I guess we’ll find out as the next year unfolds. But if Cantor has read Obama correctly – and other evidence out there indicates he’s at least in the ball park – then Obama will just rigidly adhere to his view and keep bulling ahead, regardless of what happens. This works out bad for America, because the President should be a man with the courage to admit he has been wrong and then change course. On the other hand, it works out great for conservatism because it means Obama will just keep driving liberalism over the cliff.
It is a pity that our final wake up from liberalism should have to come like this, but it also might have been inevitable. So seductive is the idea that you can have it all for nothing that once you fall for liberalism, it would take a complete catastrophe to get you cured of it. The catastrophe is coming (though the very worst won’t get here until 2015…and not then if we toss Obama in 2012)…but that means the liberation is, too.
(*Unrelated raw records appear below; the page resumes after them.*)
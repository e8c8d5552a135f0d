use std::collections::HashMap;
use std::sync::Arc;

use async_trait::async_trait;
use sqlx::types::Json;
use time::PrimitiveDateTime;
use tokio::sync::RwLock;
use uuid::Uuid;

use crate::db::models::{Answer, Attempt, TestDefinition};
use crate::db::types::AttemptStatus;
use crate::repositories::store::{
    AnswerWrite, AttemptStore, FinalizedAttempt, InsertOutcome, LiveAttempt, NewAttempt,
    StoreError, TotalsFn,
};

#[derive(Default)]
struct MemoryState {
    tests: HashMap<Uuid, TestDefinition>,
    attempts: HashMap<Uuid, Attempt>,
    answers: HashMap<(Uuid, Uuid), Answer>,
}

impl MemoryState {
    fn answers_for(&self, attempt_id: Uuid) -> Vec<Answer> {
        let mut answers: Vec<Answer> = self
            .answers
            .values()
            .filter(|answer| answer.attempt_id == attempt_id)
            .cloned()
            .collect();
        answers.sort_by(|a, b| a.created_at.cmp(&b.created_at).then(a.id.cmp(&b.id)));
        answers
    }
}

/// Process-local store. One lock guards every map, so each operation is atomic.
#[derive(Clone, Default)]
pub(crate) struct MemoryStore {
    state: Arc<RwLock<MemoryState>>,
}

impl MemoryStore {
    pub(crate) fn new() -> Self {
        Self::default()
    }

    /// Tests are authored elsewhere; this is how they enter the in-memory backend.
    pub(crate) async fn put_test(&self, definition: TestDefinition) {
        let mut state = self.state.write().await;
        state.tests.insert(definition.test.id, definition);
    }
}

#[async_trait]
impl AttemptStore for MemoryStore {
    async fn find_test(&self, test_id: Uuid) -> Result<Option<TestDefinition>, StoreError> {
        Ok(self.state.read().await.tests.get(&test_id).cloned())
    }

    async fn find_attempt(&self, attempt_id: Uuid) -> Result<Option<Attempt>, StoreError> {
        Ok(self.state.read().await.attempts.get(&attempt_id).cloned())
    }

    async fn find_in_progress(
        &self,
        user_id: Uuid,
        test_id: Uuid,
    ) -> Result<Option<Attempt>, StoreError> {
        let state = self.state.read().await;
        Ok(state
            .attempts
            .values()
            .find(|attempt| {
                attempt.user_id == user_id
                    && attempt.test_id == test_id
                    && attempt.status == AttemptStatus::InProgress
            })
            .cloned())
    }

    async fn count_attempts(&self, user_id: Uuid, test_id: Uuid) -> Result<i64, StoreError> {
        let state = self.state.read().await;
        let count = state
            .attempts
            .values()
            .filter(|attempt| attempt.user_id == user_id && attempt.test_id == test_id)
            .count();
        Ok(count as i64)
    }

    async fn insert_attempt(&self, attempt: NewAttempt) -> Result<InsertOutcome, StoreError> {
        let mut state = self.state.write().await;

        let clashes = state.attempts.values().any(|existing| {
            existing.user_id == attempt.user_id
                && existing.test_id == attempt.test_id
                && (existing.attempt_number == attempt.attempt_number
                    || existing.status == AttemptStatus::InProgress)
        });
        if clashes || state.attempts.contains_key(&attempt.id) {
            return Ok(InsertOutcome::Conflict);
        }

        let row = Attempt {
            id: attempt.id,
            user_id: attempt.user_id,
            test_id: attempt.test_id,
            attempt_number: attempt.attempt_number,
            status: AttemptStatus::InProgress,
            started_at: attempt.started_at,
            completed_at: None,
            score: None,
            max_score: None,
            percent_score: None,
            time_spent: None,
            ip_address: attempt.ip_address,
            created_at: attempt.started_at,
            updated_at: attempt.started_at,
        };
        state.attempts.insert(row.id, row.clone());

        Ok(InsertOutcome::Created(row))
    }

    async fn upsert_answer(&self, answer: AnswerWrite) -> Result<Option<Answer>, StoreError> {
        let mut state = self.state.write().await;

        let in_progress = state
            .attempts
            .get(&answer.attempt_id)
            .is_some_and(|attempt| attempt.status == AttemptStatus::InProgress);
        if !in_progress {
            return Ok(None);
        }

        let key = (answer.attempt_id, answer.question_id);
        let stored = match state.answers.get_mut(&key) {
            Some(existing) => {
                existing.option_id = answer.option_id;
                existing.selected_option_ids = Json(answer.selected_option_ids);
                existing.text_answer = answer.text_answer;
                existing.is_correct = answer.is_correct;
                existing.points_earned = answer.points_earned;
                existing.updated_at = answer.now;
                existing.clone()
            }
            None => {
                let created = Answer {
                    id: Uuid::new_v4(),
                    attempt_id: answer.attempt_id,
                    question_id: answer.question_id,
                    option_id: answer.option_id,
                    selected_option_ids: Json(answer.selected_option_ids),
                    text_answer: answer.text_answer,
                    is_correct: answer.is_correct,
                    points_earned: answer.points_earned,
                    created_at: answer.now,
                    updated_at: answer.now,
                };
                state.answers.insert(key, created.clone());
                created
            }
        };

        Ok(Some(stored))
    }

    async fn list_answers(&self, attempt_id: Uuid) -> Result<Vec<Answer>, StoreError> {
        Ok(self.state.read().await.answers_for(attempt_id))
    }

    async fn finalize_attempt(
        &self,
        attempt_id: Uuid,
        status: AttemptStatus,
        completed_at: PrimitiveDateTime,
        totals: TotalsFn<'_>,
    ) -> Result<Option<FinalizedAttempt>, StoreError> {
        let mut state = self.state.write().await;

        let Some(current) = state.attempts.get(&attempt_id).cloned() else {
            return Ok(None);
        };
        if current.status.is_terminal() {
            return Ok(None);
        }

        let answers = state.answers_for(attempt_id);
        let computed = totals(&current, &answers);

        let Some(attempt) = state.attempts.get_mut(&attempt_id) else {
            return Ok(None);
        };
        attempt.status = status;
        attempt.completed_at = Some(completed_at);
        attempt.score = Some(computed.score);
        attempt.max_score = Some(computed.max_score);
        attempt.percent_score = Some(computed.percent_score);
        attempt.time_spent = Some(computed.time_spent);
        attempt.updated_at = completed_at;

        Ok(Some(FinalizedAttempt { attempt: attempt.clone(), answers }))
    }

    async fn list_live_attempts(
        &self,
        test_id: Option<Uuid>,
    ) -> Result<Vec<LiveAttempt>, StoreError> {
        let state = self.state.read().await;

        let mut live = Vec::new();
        for attempt in state.attempts.values() {
            if attempt.status != AttemptStatus::InProgress {
                continue;
            }
            if test_id.is_some_and(|id| id != attempt.test_id) {
                continue;
            }
            let Some(definition) = state.tests.get(&attempt.test_id) else {
                return Err(StoreError::Inconsistent(format!(
                    "attempt {} references unknown test {}",
                    attempt.id, attempt.test_id
                )));
            };
            let answered =
                state.answers.keys().filter(|(attempt_id, _)| *attempt_id == attempt.id).count();

            live.push(LiveAttempt {
                attempt: attempt.clone(),
                test_title: definition.test.title.clone(),
                duration_minutes: definition.test.duration_minutes,
                total_questions: definition.questions.len() as i64,
                answered_questions: answered as i64,
            });
        }
        live.sort_by(|a, b| a.attempt.started_at.cmp(&b.attempt.started_at));

        Ok(live)
    }

    async fn list_overdue_attempts(
        &self,
        now: PrimitiveDateTime,
        after: Option<Uuid>,
        limit: i64,
    ) -> Result<Vec<Uuid>, StoreError> {
        let state = self.state.read().await;

        let mut overdue: Vec<&Attempt> = state
            .attempts
            .values()
            .filter(|attempt| attempt.status == AttemptStatus::InProgress)
            .filter(|attempt| after.map_or(true, |cursor| attempt.id > cursor))
            .filter(|attempt| {
                state.tests.get(&attempt.test_id).is_some_and(|definition| {
                    attempt.started_at
                        + time::Duration::minutes(i64::from(definition.test.duration_minutes))
                        <= now
                })
            })
            .collect();
        overdue.sort_by_key(|attempt| attempt.id);

        Ok(overdue
            .into_iter()
            .take(limit.clamp(1, 1000) as usize)
            .map(|attempt| attempt.id)
            .collect())
    }

    async fn ping(&self) -> Result<(), StoreError> {
        Ok(())
    }

    fn backend_name(&self) -> &'static str {
        "memory"
    }
}

#[cfg(test)]
mod tests {
    use super::*;
    use crate::repositories::store::FinalTotals;
    use crate::test_support::{fixed_time, single_choice_test};

    fn new_attempt(user_id: Uuid, test_id: Uuid, attempt_number: i32) -> NewAttempt {
        NewAttempt {
            id: Uuid::new_v4(),
            user_id,
            test_id,
            attempt_number,
            started_at: fixed_time(),
            ip_address: None,
        }
    }

    fn zero_totals(_: &Attempt, _: &[Answer]) -> FinalTotals {
        FinalTotals { score: 0.0, max_score: 0.0, percent_score: 0.0, time_spent: 0 }
    }

    #[tokio::test]
    async fn second_in_progress_insert_conflicts() {
        let store = MemoryStore::new();
        let definition = single_choice_test(30, 3, 1);
        let test_id = definition.test.id;
        store.put_test(definition).await;
        let user_id = Uuid::new_v4();

        let first = store.insert_attempt(new_attempt(user_id, test_id, 1)).await.unwrap();
        let second = store.insert_attempt(new_attempt(user_id, test_id, 2)).await.unwrap();

        assert!(matches!(first, InsertOutcome::Created(_)));
        assert!(matches!(second, InsertOutcome::Conflict));
        assert_eq!(store.count_attempts(user_id, test_id).await.unwrap(), 1);
    }

    #[tokio::test]
    async fn duplicate_attempt_number_conflicts_after_finalize() {
        let store = MemoryStore::new();
        let definition = single_choice_test(30, 3, 1);
        let test_id = definition.test.id;
        store.put_test(definition).await;
        let user_id = Uuid::new_v4();

        let InsertOutcome::Created(first) =
            store.insert_attempt(new_attempt(user_id, test_id, 1)).await.unwrap()
        else {
            panic!("expected created");
        };
        store
            .finalize_attempt(first.id, AttemptStatus::Completed, fixed_time(), &zero_totals)
            .await
            .unwrap()
            .expect("finalized");

        let again = store.insert_attempt(new_attempt(user_id, test_id, 1)).await.unwrap();
        assert!(matches!(again, InsertOutcome::Conflict));
    }

    #[tokio::test]
    async fn answers_are_rejected_after_finalize() {
        let store = MemoryStore::new();
        let definition = single_choice_test(30, 1, 1);
        let test_id = definition.test.id;
        let question_id = definition.questions[0].question.id;
        store.put_test(definition).await;

        let InsertOutcome::Created(attempt) =
            store.insert_attempt(new_attempt(Uuid::new_v4(), test_id, 1)).await.unwrap()
        else {
            panic!("expected created");
        };
        store
            .finalize_attempt(attempt.id, AttemptStatus::TimedOut, fixed_time(), &zero_totals)
            .await
            .unwrap();

        let write = AnswerWrite {
            attempt_id: attempt.id,
            question_id,
            option_id: None,
            selected_option_ids: Vec::new(),
            text_answer: Some("late".to_string()),
            is_correct: false,
            points_earned: 0.0,
            now: fixed_time(),
        };
        assert!(store.upsert_answer(write).await.unwrap().is_none());
        assert!(store.list_answers(attempt.id).await.unwrap().is_empty());
    }

    #[tokio::test]
    async fn second_finalize_loses() {
        let store = MemoryStore::new();
        let definition = single_choice_test(30, 1, 1);
        let test_id = definition.test.id;
        store.put_test(definition).await;

        let InsertOutcome::Created(attempt) =
            store.insert_attempt(new_attempt(Uuid::new_v4(), test_id, 1)).await.unwrap()
        else {
            panic!("expected created");
        };

        let first = store
            .finalize_attempt(attempt.id, AttemptStatus::Completed, fixed_time(), &zero_totals)
            .await
            .unwrap();
        let second = store
            .finalize_attempt(attempt.id, AttemptStatus::TimedOut, fixed_time(), &zero_totals)
            .await
            .unwrap();

        assert!(first.is_some());
        assert!(second.is_none());
        let stored = store.find_attempt(attempt.id).await.unwrap().unwrap();
        assert_eq!(stored.status, AttemptStatus::Completed);
    }

    #[tokio::test]
    async fn overdue_lists_only_expired_in_progress() {
        let store = MemoryStore::new();
        let definition = single_choice_test(30, 2, 1);
        let test_id = definition.test.id;
        store.put_test(definition).await;

        let InsertOutcome::Created(attempt) =
            store.insert_attempt(new_attempt(Uuid::new_v4(), test_id, 1)).await.unwrap()
        else {
            panic!("expected created");
        };

        let before = fixed_time() + time::Duration::minutes(29);
        let after = fixed_time() + time::Duration::minutes(30);

        assert!(store.list_overdue_attempts(before, None, 10).await.unwrap().is_empty());
        assert_eq!(store.list_overdue_attempts(after, None, 10).await.unwrap(), vec![attempt.id]);
        assert!(store.list_overdue_attempts(after, Some(attempt.id), 10).await.unwrap().is_empty());
    }
}
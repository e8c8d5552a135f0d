use async_trait::async_trait;
use axum::extract::FromRequestParts;
use axum::http::{header, request::Parts, HeaderMap};
use uuid::Uuid;

use crate::api::errors::ApiError;
use crate::core::{config::Settings, security, state::AppState};
use crate::services::attempt_lifecycle::Principal;

pub(crate) struct CurrentUser(pub(crate) Principal);
pub(crate) struct CurrentAdmin(pub(crate) Principal);

/// Verifies a raw token and turns its claims into a principal.
pub(crate) fn principal_from_token(token: &str, settings: &Settings) -> Result<Principal, ApiError> {
    let claims = security::verify_token(token, settings)
        .map_err(|_| ApiError::Unauthorized("Invalid authentication credentials"))?;
    let user_id = claims
        .user_id()
        .map_err(|_| ApiError::Unauthorized("Invalid authentication credentials"))?;

    Ok(Principal { user_id, role: claims.role })
}

#[async_trait]
impl FromRequestParts<AppState> for CurrentUser {
    type Rejection = ApiError;

    async fn from_request_parts(
        parts: &mut Parts,
        state: &AppState,
    ) -> Result<Self, Self::Rejection> {
        let auth_header = parts
            .headers
            .get(header::AUTHORIZATION)
            .and_then(|value| value.to_str().ok())
            .ok_or(ApiError::Unauthorized("Invalid authentication credentials"))?;

        let token = auth_header
            .strip_prefix("Bearer ")
            .ok_or(ApiError::Unauthorized("Invalid authentication credentials"))?;

        principal_from_token(token, state.settings()).map(CurrentUser)
    }
}

#[async_trait]
impl FromRequestParts<AppState> for CurrentAdmin {
    type Rejection = ApiError;

    async fn from_request_parts(
        parts: &mut Parts,
        state: &AppState,
    ) -> Result<Self, Self::Rejection> {
        let CurrentUser(principal) = CurrentUser::from_request_parts(parts, state).await?;

        if principal.role.is_staff() {
            Ok(CurrentAdmin(principal))
        } else {
            Err(ApiError::Forbidden("Admin access required"))
        }
    }
}

/// Rejects a start that could only create a new attempt beyond the test's limit.
/// Holding an in-progress attempt passes, since starting again only claims it.
pub(crate) async fn ensure_attempt_capacity(
    state: &AppState,
    principal: &Principal,
    test_id: Uuid,
) -> Result<(), ApiError> {
    let store = state.attempts().store();

    let test = store
        .find_test(test_id)
        .await
        .map_err(|e| ApiError::internal(e, "Failed to load test"))?
        .ok_or_else(|| ApiError::NotFound("Test not found".to_string()))?;

    let in_progress = store
        .find_in_progress(principal.user_id, test_id)
        .await
        .map_err(|e| ApiError::internal(e, "Failed to load in-progress attempt"))?;
    if in_progress.is_some() {
        return Ok(());
    }

    let current = store
        .count_attempts(principal.user_id, test_id)
        .await
        .map_err(|e| ApiError::internal(e, "Failed to count attempts"))?;
    let max = i64::from(test.test.max_attempts);
    if current >= max {
        return Err(ApiError::AttemptLimit { current, max });
    }

    Ok(())
}

/// First hop of `X-Forwarded-For`, else `X-Real-IP`.
pub(crate) fn client_ip(headers: &HeaderMap) -> Option<String> {
    let forwarded = headers
        .get("x-forwarded-for")
        .and_then(|value| value.to_str().ok())
        .and_then(|value| value.split(',').next())
        .map(str::trim)
        .filter(|value| !value.is_empty());

    forwarded
        .or_else(|| {
            headers
                .get("x-real-ip")
                .and_then(|value| value.to_str().ok())
                .map(str::trim)
                .filter(|value| !value.is_empty())
        })
        .map(|value| value.chars().take(64).collect())
}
Huckabee: Replace Geithner with Trump
From CNN:
Amid calls by the GOP for Treasury Secretary Timothy Geithner’s resignation, one Republican is offering an unorthodox choice for a potential replacement.
“Ask Donald Trump to be Treasury secretary,” Mike Huckabee said on Fox News Channel.
The former Arkansas governor elaborated: “Have Donald Trump take the job for 90 days. It’s a game changer.”…
Trump certainly wouldn’t be worse than Geithner and may end up a lot better. Certainly, unless Obama really changes course at this point we’re heading for a really bad time. Even a major course change won’t completely get us out of the soup…but swift action, now, can prevent “bad” from becoming “hideous”. If not Trump, then someone who has a bit of guts and a bit of knowledge of business.
But I doubt we’ll see it – Obama may call in Underbus to rid himself of a political liability, but I doubt Obama even sees the need for a real change, let alone what that change might entail.